The covering letter begins menacingly: 'At the end of September 2009 all the parking permits in your zone will expire.' I shall set the alarm, and peer eagerly from the front window, at 11.59, to watch all the little puffs of smoke, then await the squads of body-armoured parking attendants who will, I hope, descend to ticket, clamp or destroy by controlled explosion all those cars that have suddenly become outcasts, parked pariahs.

But the form! And the rules! I wouldn't dream, my friends, of inflicting the whole thing on you - read the Maastricht Treaty for light relief - besides, it's time to cook my supper (bacon eggs and mushrooms since you ask); so just a random flavour of this bureaucratic madness:
1. Moving house. You must send your permit in for cancellation, otherwise they 'will not be able to issue permit(s) to the new occupiers.' Oh yeah? Tell that to the new occupiers please. Who, incidentally, can apply for a temporary permit whilst they chase you up - they have of course to submit various proofs, one of which can be a tenancy agreement, but (here's the good bit): 'Tenancy agreements are not acceptable proofs for a full permit.' Sorry?

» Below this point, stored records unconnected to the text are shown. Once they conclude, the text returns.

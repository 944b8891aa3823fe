//! Session identity, lifecycle states, and per-session state.
//!
//! A session is one independent instance of the control loop, bound to one
//! external target. Its `SessionState` is owned exclusively by the session's
//! controller; nothing here is shared across sessions.

use chrono::{DateTime, Utc};
use serde::{Deserialize, Serialize};

use crate::error::CycleFault;

/// Unique identifier for a session (one per external target).
#[derive(Debug, Clone, PartialEq, Eq, Hash, PartialOrd, Ord, Serialize, Deserialize)]
pub struct SessionId(pub String);

impl SessionId {
    pub fn from(s: &str) -> Self {
        Self(s.to_string())
    }

    pub fn as_str(&self) -> &str {
        &self.0
    }
}

impl std::fmt::Display for SessionId {
    fn fmt(&self, f: &mut std::fmt::Formatter<'_>) -> std::fmt::Result {
        write!(f, "{}", self.0)
    }
}

/// Lifecycle states of the per-session state machine.
///
/// `Idle` is initial. `EmergencyStopped` is terminal until an explicit reset.
#[derive(Debug, Clone, Copy, PartialEq, Eq, Hash, Serialize, Deserialize)]
#[serde(rename_all = "SCREAMING_SNAKE_CASE")]
pub enum LifecycleState {
    Idle,
    Observing,
    Deciding,
    Scheduling,
    Executing,
    Cooldown,
    EmergencyStopped,
}

impl LifecycleState {
    pub fn is_terminal(self) -> bool {
        self == LifecycleState::EmergencyStopped
    }

    /// Whether `self -> to` is an edge of the state machine.
    ///
    /// `EmergencyStopped -> Idle` is the reset edge; callers other than the
    /// explicit reset path must never take it.
    pub fn can_transition_to(self, to: LifecycleState) -> bool {
        use LifecycleState::*;

        if to == EmergencyStopped {
            return !self.is_terminal();
        }

        matches!(
            (self, to),
            (Idle, Observing)
                | (Observing, Deciding)
                | (Observing, Observing)
                | (Deciding, Scheduling)
                | (Deciding, Cooldown)
                | (Scheduling, Executing)
                | (Scheduling, Cooldown)
                | (Executing, Cooldown)
                | (Cooldown, Observing)
                | (EmergencyStopped, Idle)
        )
    }

    pub fn as_str(self) -> &'static str {
        match self {
            LifecycleState::Idle => "IDLE",
            LifecycleState::Observing => "OBSERVING",
            LifecycleState::Deciding => "DECIDING",
            LifecycleState::Scheduling => "SCHEDULING",
            LifecycleState::Executing => "EXECUTING",
            LifecycleState::Cooldown => "COOLDOWN",
            LifecycleState::EmergencyStopped => "EMERGENCY_STOPPED",
        }
    }
}

impl std::fmt::Display for LifecycleState {
    fn fmt(&self, f: &mut std::fmt::Formatter<'_>) -> std::fmt::Result {
        f.write_str(self.as_str())
    }
}

/// Why a session was forced into `EMERGENCY_STOPPED`.
#[derive(Debug, Clone, PartialEq, Eq, Serialize, Deserialize)]
#[serde(tag = "reason", rename_all = "snake_case")]
pub enum StopReason {
    /// The output sink reported a fatal failure.
    FatalFailure { detail: String },
    /// Too many failures inside the rolling window.
    FailureCeiling { failures: u32, window_ms: u64 },
    /// Too many consecutive cycles without an observation.
    MissedCycles { count: u32 },
    /// An operator or supervisor asked for a stop.
    External { source: String },
}

impl StopReason {
    pub fn external(source: impl Into<String>) -> Self {
        StopReason::External {
            source: source.into(),
        }
    }

    /// The fault this stop is recorded as.
    pub fn fault(&self) -> CycleFault {
        match self {
            StopReason::FatalFailure { detail } => CycleFault::ExecutorFatalFailure {
                reason: detail.clone(),
            },
            other => CycleFault::SafetyViolation {
                reason: other.to_string(),
            },
        }
    }
}

impl std::fmt::Display for StopReason {
    fn fmt(&self, f: &mut std::fmt::Formatter<'_>) -> std::fmt::Result {
        match self {
            StopReason::FatalFailure { detail } => write!(f, "fatal failure: {detail}"),
            StopReason::FailureCeiling {
                failures,
                window_ms,
            } => write!(f, "{failures} failures within {window_ms}ms"),
            StopReason::MissedCycles { count } => write!(f, "{count} consecutive missed cycles"),
            StopReason::External { source } => write!(f, "external stop from {source}"),
        }
    }
}

/// Per-session failure bookkeeping.
#[derive(Debug, Clone, Default, PartialEq, Eq, Serialize, Deserialize)]
pub struct FailureCounters {
    /// Missed cycles since the last observation arrived.
    pub consecutive_missed: u32,
    /// Missed cycles over the session lifetime.
    pub missed_cycles: u64,
    /// Cycles where every backend was exhausted.
    pub backend_exhaustions: u64,
    /// Recoverable dispatch failures (every failed attempt).
    pub recoverable_failures: u64,
    /// Plans abandoned after the retry ceiling.
    pub exhausted_retries: u64,
}

/// Mutable state of one session.
#[derive(Debug, Clone, Serialize, Deserialize)]
pub struct SessionState {
    pub session_id: SessionId,
    pub lifecycle: LifecycleState,
    fatigue_level: f64,
    pub last_action_at: Option<DateTime<Utc>>,
    pub failure_counters: FailureCounters,
    /// Completed cycles (including no-op and missed cycles).
    pub cycle: u64,
    /// Actions scheduled since the last forced break.
    pub consecutive_actions: u32,
    /// Fatigue crossed its threshold; the next plan carries a break.
    /// Decay while resting does not clear it.
    pub break_due: bool,
    /// Set while every backend is exhausted; the session keeps cycling but
    /// takes no actions.
    pub degraded: bool,
}

impl SessionState {
    pub fn new(session_id: SessionId) -> Self {
        Self {
            session_id,
            lifecycle: LifecycleState::Idle,
            fatigue_level: 0.0,
            last_action_at: None,
            failure_counters: FailureCounters::default(),
            cycle: 0,
            consecutive_actions: 0,
            break_due: false,
            degraded: false,
        }
    }

    /// Current fatigue level, always in `[0, 1]`.
    pub fn fatigue_level(&self) -> f64 {
        self.fatigue_level
    }

    /// Set the fatigue level, clamped to `[0, 1]`. NaN becomes 0.
    pub fn set_fatigue_level(&mut self, level: f64) {
        self.fatigue_level = clamp_unit(level);
    }
}

/// Clamp a value to `[0, 1]`, mapping NaN to 0.
pub fn clamp_unit(value: f64) -> f64 {
    if value.is_nan() {
        0.0
    } else {
        value.clamp(0.0, 1.0)
    }
}

#[cfg(test)]
mod tests {
    use super::*;

    #[test]
    fn cycle_edges_are_allowed() {
        use LifecycleState::*;
        let cycle = [Idle, Observing, Deciding, Scheduling, Executing, Cooldown, Observing];
        for pair in cycle.windows(2) {
            assert!(pair[0].can_transition_to(pair[1]), "{} -> {}", pair[0], pair[1]);
        }
    }

    #[test]
    fn noop_shortcut_and_missed_cycle_edges() {
        use LifecycleState::*;
        assert!(Deciding.can_transition_to(Cooldown));
        assert!(Observing.can_transition_to(Observing));
        assert!(!Observing.can_transition_to(Executing));
        assert!(!Idle.can_transition_to(Deciding));
    }

    #[test]
    fn emergency_stop_reachable_from_every_non_terminal_state() {
        use LifecycleState::*;
        for state in [Idle, Observing, Deciding, Scheduling, Executing, Cooldown] {
            assert!(state.can_transition_to(EmergencyStopped));
        }
        assert!(!EmergencyStopped.can_transition_to(EmergencyStopped));
        assert!(!EmergencyStopped.can_transition_to(Observing));
        assert!(EmergencyStopped.can_transition_to(Idle));
    }

    #[test]
    fn fatigue_is_clamped() {
        let mut state = SessionState::new(SessionId::from("s1"));
        state.set_fatigue_level(1.7);
        assert_eq!(state.fatigue_level(), 1.0);
        state.set_fatigue_level(-0.2);
        assert_eq!(state.fatigue_level(), 0.0);
        state.set_fatigue_level(f64::NAN);
        assert_eq!(state.fatigue_level(), 0.0);
    }

    #[test]
    fn stop_reason_maps_to_fault() {
        let fatal = StopReason::FatalFailure {
            detail: "sink gone".into(),
        };
        assert!(matches!(fatal.fault(), CycleFault::ExecutorFatalFailure { .. }));
        assert!(matches!(
            StopReason::external("ctrl-c").fault(),
            CycleFault::SafetyViolation { .. }
        ));
    }

    #[test]
    fn lifecycle_serializes_screaming_case() {
        let json = serde_json::to_string(&LifecycleState::EmergencyStopped).unwrap();
        assert_eq!(json, "\"EMERGENCY_STOPPED\"");
    }
}
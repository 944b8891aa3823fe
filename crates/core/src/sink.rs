//! Output sink trait: where accepted plans are dispatched.
//!
//! A sink may be simulated, logged, or drive a real target. It reports one
//! of three outcomes; it never panics the control loop.

use async_trait::async_trait;
use serde::{Deserialize, Serialize};

use crate::action::ActionPlan;

/// Result of dispatching one plan.
#[derive(Debug, Clone, PartialEq, Eq, Serialize, Deserialize)]
#[serde(tag = "outcome", content = "detail", rename_all = "snake_case")]
pub enum Outcome {
    Success,
    /// Worth retrying the same plan.
    RecoverableFailure(String),
    /// The session must stop.
    FatalFailure(String),
}

impl Outcome {
    pub fn is_success(&self) -> bool {
        matches!(self, Outcome::Success)
    }

    pub fn label(&self) -> &'static str {
        match self {
            Outcome::Success => "success",
            Outcome::RecoverableFailure(_) => "recoverable_failure",
            Outcome::FatalFailure(_) => "fatal_failure",
        }
    }
}

#[async_trait]
pub trait OutputSink: Send + Sync {
    /// A human-readable name for this sink.
    fn name(&self) -> &str;

    /// Dispatch the plan to the target.
    async fn execute(&self, plan: &ActionPlan) -> Outcome;
}
//! Cadence CLI, the main entry point.
//!
//! Commands:
//! - `run`     Run simulated sessions until stopped
//! - `estop`   Engage or release the emergency stop marker
//! - `config`  Validate, show or locate the configuration

use clap::{Parser, Subcommand};
use std::path::PathBuf;

mod commands;
mod sim;

#[derive(Parser)]
#[command(
    name = "cadence",
    about = "Cadence: concurrent perception-decision-action control loop runtime",
    version,
    author
)]
struct Cli {
    #[command(subcommand)]
    command: Commands,

    /// Enable verbose logging
    #[arg(short, long, global = true)]
    verbose: bool,

    /// Emit logs as JSON lines
    #[arg(long, global = true)]
    log_json: bool,

    /// Config file (default: ~/.cadence/config.toml)
    #[arg(short, long, global = true, env = "CADENCE_CONFIG")]
    config: Option<PathBuf>,
}

#[derive(Subcommand)]
enum Commands {
    /// Run simulated sessions until Ctrl-C, an estop, or the cycle limit
    Run {
        /// Number of generated sessions when none are configured
        #[arg(short, long)]
        sessions: Option<u32>,

        /// Cycles per session before it finishes on its own
        #[arg(long)]
        cycles: Option<u64>,

        /// Stop every session after this many seconds
        #[arg(long)]
        duration: Option<u64>,

        /// Seed for reproducible delays and simulated failures
        #[arg(long)]
        seed: Option<u64>,

        /// Use fixed midpoint delays instead of randomized ones
        #[arg(long)]
        no_jitter: bool,
    },

    /// Engage the emergency stop for every running session
    Estop {
        /// Release the emergency stop
        #[arg(long)]
        resume: bool,
    },

    /// Configuration management
    Config {
        #[command(subcommand)]
        action: ConfigAction,
    },
}

#[derive(Subcommand)]
enum ConfigAction {
    /// Check the configuration for errors
    Validate,
    /// Print the effective configuration
    Show,
    /// Print the default config file path
    Path,
    /// Print a config file with every default filled in
    Defaults,
}

#[tokio::main]
async fn main() -> Result<(), Box<dyn std::error::Error>> {
    let cli = Cli::parse();

    // Initialize tracing
    let filter = if cli.verbose { "debug" } else { "info" };
    let env_filter = tracing_subscriber::EnvFilter::try_from_default_env()
        .unwrap_or_else(|_| tracing_subscriber::EnvFilter::new(filter));
    if cli.log_json {
        tracing_subscriber::fmt()
            .json()
            .with_env_filter(env_filter)
            .with_target(false)
            .init();
    } else {
        tracing_subscriber::fmt()
            .with_env_filter(env_filter)
            .with_target(false)
            .init();
    }

    let config = cli.config.as_deref();
    match cli.command {
        Commands::Run {
            sessions,
            cycles,
            duration,
            seed,
            no_jitter,
        } => {
            let options = commands::run::RunOptions {
                sessions,
                cycles,
                duration,
                seed,
                no_jitter,
            };
            commands::run::run(config, options).await?
        }
        Commands::Estop { resume } => commands::estop::run(resume).await?,
        Commands::Config { action } => match action {
            ConfigAction::Validate => commands::config_cmd::validate(config).await?,
            ConfigAction::Show => commands::config_cmd::show(config).await?,
            ConfigAction::Path => commands::config_cmd::path().await?,
            ConfigAction::Defaults => commands::config_cmd::defaults().await?,
        },
    }

    Ok(())
}
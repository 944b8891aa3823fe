//! Data model for per-session run statistics.

use cadence_core::session::{LifecycleState, SessionId};
use serde::{Deserialize, Serialize};
use std::collections::BTreeMap;

// ── Session statistics ──────────────────────────────────────────────────────

/// Counters for one session, derived from its audit stream.
#[derive(Debug, Clone, Default, PartialEq, Serialize, Deserialize)]
pub struct SessionStats {
    /// Completed cycles, including no-op and missed ones.
    pub cycles: u64,
    /// Plans dispatched successfully.
    pub actions: u64,
    /// Plans handed to the executor.
    pub plans: u64,
    /// No-op cycles keyed by reason label.
    pub no_ops: BTreeMap<String, u64>,
    /// Cycles without an observation.
    pub missed_cycles: u64,
    /// Cycles where every backend was exhausted.
    pub backend_exhaustions: u64,
    /// Dispatch attempts after the first one for a plan.
    pub retries: u64,
    /// Failed dispatch attempts (recoverable or timed out).
    pub failed_attempts: u64,
    /// Plans abandoned after the retry ceiling.
    pub abandoned_plans: u64,
    /// Plans that carried a fatigue break.
    pub breaks: u64,
    /// Sum of scheduled delays, for the mean.
    pub total_delay_ms: u64,
    /// Accepted candidates keyed by source backend.
    pub backend_usage: BTreeMap<String, u64>,
    /// Last lifecycle state seen.
    pub final_state: Option<LifecycleState>,
    /// Why the session was stopped, if it was.
    pub stop_reason: Option<String>,
}

impl SessionStats {
    pub fn total_no_ops(&self) -> u64 {
        self.no_ops.values().sum()
    }

    /// Mean scheduled delay in milliseconds.
    pub fn mean_delay_ms(&self) -> Option<u64> {
        (self.plans > 0).then(|| self.total_delay_ms / self.plans)
    }

    /// Backend with the most accepted candidates; ties go to the lower id.
    pub fn top_backend(&self) -> Option<&str> {
        self.backend_usage
            .iter()
            .max_by(|a, b| a.1.cmp(b.1).then_with(|| b.0.cmp(a.0)))
            .map(|(id, _)| id.as_str())
    }
}

/// A snapshot of one session's statistics, as reported at the end of a run.
#[derive(Debug, Clone, Serialize, Deserialize)]
pub struct SessionReport {
    pub session_id: SessionId,
    pub stats: SessionStats,
}
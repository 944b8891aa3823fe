//! File-based emergency stop marker.
//!
//! `cadence estop` drops a marker file; a running `cadence run` polls for it
//! and raises an external stop on every session. `--resume` removes it.

use cadence_config::CadenceConfig;
use std::path::{Path, PathBuf};

#[derive(Debug, Clone)]
pub struct EstopMarker {
    path: PathBuf,
}

impl EstopMarker {
    pub fn new(path: impl Into<PathBuf>) -> Self {
        Self { path: path.into() }
    }

    /// The marker in the config directory (`~/.cadence/.estop`).
    pub fn default_location() -> Self {
        Self::new(CadenceConfig::config_dir().join(".estop"))
    }

    pub fn path(&self) -> &Path {
        &self.path
    }

    /// Engage: write the marker with the engage time.
    pub fn engage(&self) -> std::io::Result<()> {
        if let Some(parent) = self.path.parent() {
            std::fs::create_dir_all(parent)?;
        }
        std::fs::write(&self.path, chrono::Utc::now().to_rfc3339())
    }

    /// Release. Returns `false` if no stop was engaged.
    pub fn release(&self) -> std::io::Result<bool> {
        match std::fs::remove_file(&self.path) {
            Ok(()) => Ok(true),
            Err(e) if e.kind() == std::io::ErrorKind::NotFound => Ok(false),
            Err(e) => Err(e),
        }
    }

    pub fn is_engaged(&self) -> bool {
        self.path.exists()
    }

    /// When the stop was engaged, if the marker is present and readable.
    pub fn engaged_at(&self) -> Option<String> {
        std::fs::read_to_string(&self.path)
            .ok()
            .map(|s| s.trim().to_string())
    }
}
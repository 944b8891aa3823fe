//! # Cadence Engine
//!
//! The control loop itself: perception feed, decision engine, stealth
//! scheduler, action executor and the per-session controller that ties them
//! together. [`Runtime`] runs many sessions concurrently over shared
//! backends, safety monitor and audit log.

pub mod controller;
pub mod decision;
pub mod executor;
pub mod perception;
pub mod runtime;
pub mod scheduler;

pub use controller::{ControllerParts, CycleOutcome, SessionController, SessionExit, SessionSettings};
pub use decision::{DecisionEngine, DecisionPolicy, DecisionReport};
pub use executor::{ActionExecutor, ExecutorPolicy};
pub use perception::{ObservationStream, PerceptionFeed};
pub use runtime::{Runtime, RuntimeBuilder, SessionOutcome};
pub use scheduler::{FatigueModel, StealthScheduler};
//! # Cadence Core
//!
//! Domain types, traits, and error definitions for the Cadence control loop
//! runtime. This crate has no runtime logic of its own: it defines the model
//! that every other crate implements against.
//!
//! Every external collaborator is a trait here (`Backend`, `OutputSink`).
//! Implementations live in their respective crates or in the embedding
//! application, which keeps them swappable and easy to stub in tests.

pub mod action;
pub mod backend;
pub mod error;
pub mod event;
pub mod observation;
pub mod session;
pub mod sink;

// Re-export key types at crate root for ergonomics
pub use action::{ActionCandidate, ActionPlan, Decision, NoOpReason, Schedule};
pub use backend::{Backend, BackendDescriptor, HealthState, PredictContext};
pub use error::{BackendError, CycleFault, Error, PerceptionError, Result, SessionError};
pub use event::{EventBus, SessionEvent};
pub use observation::Observation;
pub use session::{FailureCounters, LifecycleState, SessionId, SessionState, StopReason};
pub use sink::{Outcome, OutputSink};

2. Payment. (You can buy various extras.) 'If you are paying by cash a receipt must be sent with your application.' I can't make that mean anything at all.
3. My favourite - 'We regret that no refunds are available once permits have been issued.' They regret? Then why did they say it????

I think I'll apply this time, just for the fun of it - I have about three weeks to work it all out, after all.